To keep all field tidy, I put all setting in metadata as possible.

You can make your own custom metadata template freely

The metadata control these:

Column Position (Cell Letter)
Column Width
Cell Data Type

This is the master table

Python Macro: Field Metadata

  def init_field_metadata(self):
    self.fields_fk = {
      'FK'       : { 'col': 'B', 'width': 0.3 },
      'Kode'     : { 'col': 'C', 'width': 0.4,
                     'format': '00' },
      'Ganti'    : { 'col': 'D', 'width': 0.4 },
      'Faktur'   : { 'col': 'E', 'width': 1.2, 'type': 'int',
                     'format': '000-00\.00000000' },
      'Lengkap'  : { 'col': 'F', 'width': 1.5 },
      'Masa'     : { 'col': 'G', 'width': 0.4, 'type': 'int', },
      'Tahun'    : { 'col': 'H', 'width': 0.5, 'type': 'int', },
      'Tanggal'  : { 'col': 'I', 'width': 0.8, 'type': 'date',
                     'format': 'DD-MMM-YY;@' },
      'NPWP'     : { 'col': 'J', 'width': 1.5, 'type': 'int',
                     'format': '00\.000\.000\.0-000\.000' },
      'Nama'     : { 'col': 'K', 'width': 3.0 },
      'Alamat'   : { 'col': 'L', 'hidden': True },
      'DPP'      : { 'col': 'M', 'width': 1.4, 'type': 'money' },
      'PPn'      : { 'col': 'N', 'width': 1.4, 'type': 'money' },
      'PPnBM'    : { 'col': 'O', 'width': 0.8, 'type': 'money' },
      'Keterangan' : { 'col': 'P', 'width': 0.8 },
      'FG'       : { 'col': 'Q', 'width': 0.3 },
      'UM DPP'   : { 'col': 'R', 'width': 1.4, 'type': 'money' },
      'UM PPn'   : { 'col': 'S', 'width': 1.4, 'type': 'money' },
      'UM PPnBM' : { 'col': 'T', 'width': 0.8, 'type': 'money' },
      'Referensi': { 'col': 'U', 'width': 0.8 }
    }

Python Macro: Field Metadata

The one to one relationship.

    self.fields_fapr = {
      'LT'       : { 'col': 'W',  'width': 0.5 },
      'Nama'     : { 'col': 'X',  'width': 2.0 },
      'Alamat'   : { 'col': 'Y',  'hidden': True },
      'Perekam'  : { 'col': 'Z',  'width': 1.0 },
      'Wilayah'  : { 'col': 'AA', 'width': 1.4 },
      'Timestamp': { 'col': 'AB', 'width': 0.8, 'type': 'date',
                       'format': 'DD-MMM-YY;@' }
    }

And the detail table.

    self.fields_of = {
      'OF'     : { 'col': 'AD',  'width': 0.3 },
      'Kode'   : { 'col': 'AE',  'width': 0.4 },
      'Nama'   : { 'col': 'AF',  'width': 1.5 },
      'Satuan' : { 'col': 'AG',  'width': 1.4, 'type': 'money' },
      'Jumlah' : { 'col': 'AH',  'width': 0.6, 'type': 'float' },
      'Total'  : { 'col': 'AI',  'width': 1.4, 'type': 'money' },
      'Diskon' : { 'col': 'AJ',  'width': 0.8, 'type': 'money' },
      'DPP'    : { 'col': 'AK',  'width': 1.4, 'type': 'money' },
      'PPn'    : { 'col': 'AL',  'width': 1.4, 'type': 'money' },
      'Tarif'  : { 'col': 'AM',  'width': 0.8, 'type': 'float' },
      'PPnBM'  : { 'col': 'AN',  'width': 0.8, 'type': 'money' },
    }

Writing Header to Sheet

Luckily we can make a generic method, for three headers “FK”, “FAPR”, or “OF”.

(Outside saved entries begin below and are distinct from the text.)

use super::digest::{extract_babe_pre_digest, is_epoch_start};
use super::scale::{decode_account_ids, decode_hex, decode_uint};
use super::storage::{self, StorageItem};
use super::{ChainAggregates, HeadNotification, HeadStream, HeaderInfo, NodeApi};
use crate::ingest::SessionCounters;
use crate::rpc::{BlockHeader, RpcClient};
use anyhow::{Context, Result};
use async_trait::async_trait;
use num_bigint::BigUint;
use serde_json::json;
use std::time::Duration;
use tokio::sync::mpsc::{self, error::TrySendError};
use tokio::time::{interval, MissedTickBehavior};
use tokio_stream::wrappers::ReceiverStream;
use tracing::{debug, warn};

/// Page size for `state_getKeysPaged` when counting accounts
const KEYS_PAGE_SIZE: u32 = 1000;

/// Runtime constants that are not exposed through storage
#[derive(Debug, Clone, Copy)]
pub struct ChainConstants {
    pub epoch_duration: u64,
    pub sessions_per_era: u32,
}

/// [`NodeApi`] over a Substrate node's JSON-RPC endpoint
#[derive(Clone)]
pub struct SubstrateNode {
    rpc: RpcClient,
    constants: ChainConstants,
    poll_interval: Duration,
}

impl SubstrateNode {
    pub fn new(rpc: RpcClient, constants: ChainConstants, poll_interval: Duration) -> Self {
        Self {
            rpc,
            constants,
            poll_interval,
        }
    }

    async fn storage(&self, item: StorageItem, at: &str) -> Result<Option<Vec<u8>>> {
        let value: Option<String> = self
            .rpc
            .call_optional("state_getStorage", vec![item.key().as_str(), at])
            .await
            .with_context(|| format!("Failed to read {}.{} at {}", item.pallet, item.item, at))?;
        value.map(|v| decode_hex(&v)).transpose()
    }

    async fn storage_uint(&self, item: StorageItem, at: &str) -> Result<BigUint> {
        let bytes = self.storage(item, at).await?;
        decode_uint(bytes.as_deref(), item.width)
            .with_context(|| format!("Failed to decode {}.{}", item.pallet, item.item))
    }

    async fn raw_header(&self, hash: Option<&str>) -> Result<BlockHeader> {
        let params: Vec<&str> = hash.into_iter().collect();
        self.rpc.call("chain_getHeader", params).await
    }

    async fn resolve_author(&self, header: &BlockHeader, hash: &str) -> Result<Option<String>> {
        let Some(pre_digest) = extract_babe_pre_digest(header.logs()) else {
            return Ok(None);
        };

        let validators = match self.storage(storage::SESSION_VALIDATORS, hash).await? {
            Some(bytes) => decode_account_ids(&bytes)?,
            None => Vec::new(),
        };

        let author = validators.get(pre_digest.authority_index as usize).cloned();
        if author.is_none() {
            warn!(
                "Authority index {} out of range ({} validators) at {}",
                pre_digest.authority_index,
                validators.len(),
                hash
            );
        }
        Ok(author)
    }

    async fn count_accounts(&self, at: &str) -> Result<u64> {
        let prefix = storage::SYSTEM_ACCOUNT.key();
        let mut start_key: Option<String> = None;
        let mut total = 0u64;

        loop {
            let page: Vec<String> = self
                .rpc
                .call(
                    "state_getKeysPaged",
                    json!([&prefix, KEYS_PAGE_SIZE, &start_key, at]),
                )
                .await
                .context("Failed to page System.Account keys")?;

            total += page.len() as u64;
            if page.len() < KEYS_PAGE_SIZE as usize {
                return Ok(total);
            }
            start_key = page.last().cloned();
        }
    }
}

#[async_trait]
impl NodeApi for SubstrateNode {
    async fn block_hash(&self, number: u64) -> Result<String> {
        let hash: Option<String> = self
            .rpc
            .call_optional("chain_getBlockHash", vec![number])
            .await?;
        hash.with_context(|| format!("Block {} not known to node", number))
    }

    async fn header(&self, hash: &str) -> Result<HeaderInfo> {
        let header = self
            .raw_header(Some(hash))
            .await
            .with_context(|| format!("Failed to get header {}", hash))?;

        let (author, timestamp) = tokio::try_join!(
            self.resolve_author(&header, hash),
            self.storage_uint(storage::TIMESTAMP_NOW, hash),
        )?;

        Ok(HeaderInfo {
            number: header.block_number()?,
            is_epoch_start: is_epoch_start(header.logs()),
            parent_hash: header.parent_hash,
            state_root: header.state_root,
            extrinsics_root: header.extrinsics_root,
            author,
            timestamp_ms: i64::try_from(timestamp).context("Block timestamp out of range")?,
        })
    }

    async fn counters_at(&self, hash: &str) -> Result<SessionCounters> {
        let (epoch_index, genesis_slot, current_slot, current_index, era_start) = tokio::try_join!(
            self.storage_uint(storage::EPOCH_INDEX, hash),
            self.storage_uint(storage::GENESIS_SLOT, hash),
            self.storage_uint(storage::CURRENT_SLOT, hash),
            self.storage_uint(storage::SESSION_INDEX, hash),
            self.storage_uint(storage::ERA_START_SESSION_INDEX, hash),
        )?;

        Ok(SessionCounters {
            epoch_duration: self.constants.epoch_duration.into(),
            sessions_per_era: self.constants.sessions_per_era.into(),
            epoch_index,
            genesis_slot,
            current_slot,
            current_index,
            current_era_start_session_index: era_start,
        })
    }

    async fn chain_aggregates(&self, hash: &str) -> Result<ChainAggregates> {
        let (total_issuance, total_emission, active_accounts) = tokio::try_join!(
            self.storage_uint(storage::TOTAL_ISSUANCE, hash),
            self.storage_uint(storage::EMISSION_SUPPLY, hash),
            self.count_accounts(hash),
        )?;

        Ok(ChainAggregates {
            total_issuance,
            total_emission,
            active_accounts,
        })
    }

    async fn best_head(&self) -> Result<HeadNotification> {
        let hash: String = self
            .rpc
            .call("chain_getBlockHash", Vec::<()>::new())
            .await
            .context("Failed to get best block hash")?;
        let header = self.raw_header(Some(&hash)).await?;
        Ok(HeadNotification {
            number: header.block_number()?,
            hash,
        })
    }

    async fn finalized_number(&self) -> Result<u64> {
        let hash: String = self
            .rpc
            .call("chain_getFinalizedHead", Vec::<()>::new())
            .await
            .context("Failed to get finalized head")?;
        self.raw_header(Some(&hash)).await?.block_number()
    }

    /// Poll the best head and forward changes through a single-slot channel.
    ///
    /// A head that cannot be delivered because the consumer still holds the
    /// previous one is retried on the next tick, so the latest head always
    /// arrives eventually.
    async fn subscribe_new_heads(&self) -> Result<HeadStream> {
        let (tx, rx) = mpsc::channel(1);
        let node = self.clone();

        tokio::spawn(async move {
            let mut ticker = interval(node.poll_interval);
            ticker.set_missed_tick_behavior(MissedTickBehavior::Skip);
            let mut last_sent: Option<HeadNotification> = None;

            loop {
                ticker.tick().await;

                let head = match node.best_head().await {
                    Ok(head) => head,
                    Err(e) => {
                        warn!("Failed to poll best head: {:#}", e);
                        continue;
                    }
                };

                if last_sent.as_ref() == Some(&head) {
                    continue;
                }

                match tx.try_send(head.clone()) {
                    Ok(()) => last_sent = Some(head),
                    Err(TrySendError::Full(_)) => {
                        debug!("Head #{} not delivered, consumer busy", head.number);
                    }
                    Err(TrySendError::Closed(_)) => {
                        debug!("Head subscription closed");
                        break;
                    }
                }
            }
        });

        Ok(Box::pin(ReceiverStream::new(rx)))
    }
}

Python Macro: Writing Header to Sheet

It is a matter of decorating the cell.

  def write_header(self, fields):
    for key in fields:
      metadata = fields[key]
      letter = metadata['col']

      # take care cell
      cell = self.sheet["%s%d" % (letter, 2)]
      cell.String = key
      cell.CellBackColor = blueScale[3]
      cell.CharWeight    = BOLD
      cell.HoriJustify   = CENTER # or just 2

Python Macro: Writing Header to Sheet

And do not forget the width and visibility.

      # take care column
      column = self.sheet. \
        getColumns().getByName(letter)
      column.CharHeight   = 10
      column.CharFontName = "Arial"

      if 'width' in metadata.keys():
        column.Width = metadata['width'] * 2536

      # take care of visibility
      if ('hidden' in metadata.keys()) \
      and (metadata['hidden']==True):
        column.IsVisible = False

Divider Width

There might be something else not set in metadata.

We should set manually.

Python Macro: Divider Width

  def set_divider_width(self):
    # 2536 unit = 1"
    columns = self.sheet.getColumns()
    columns.getByName('A').Width  = 0.3 * 2536
    columns.getByName('V').Width  = 0.3 * 2536
    columns.getByName('AC').Width = 0.3 * 2536

I’m not sure the unit used in LibreOffice. I think it is about 100 mm. And I like to set up my LO in inch unit. So I end up with 2536 conversion number.

Consider see the preview here:

Python Macro: Worksheet Preview

Helper: Number Format

Since we cannot just set numberFormat. We have to add the format string to LO index first, then assign the index to the cell.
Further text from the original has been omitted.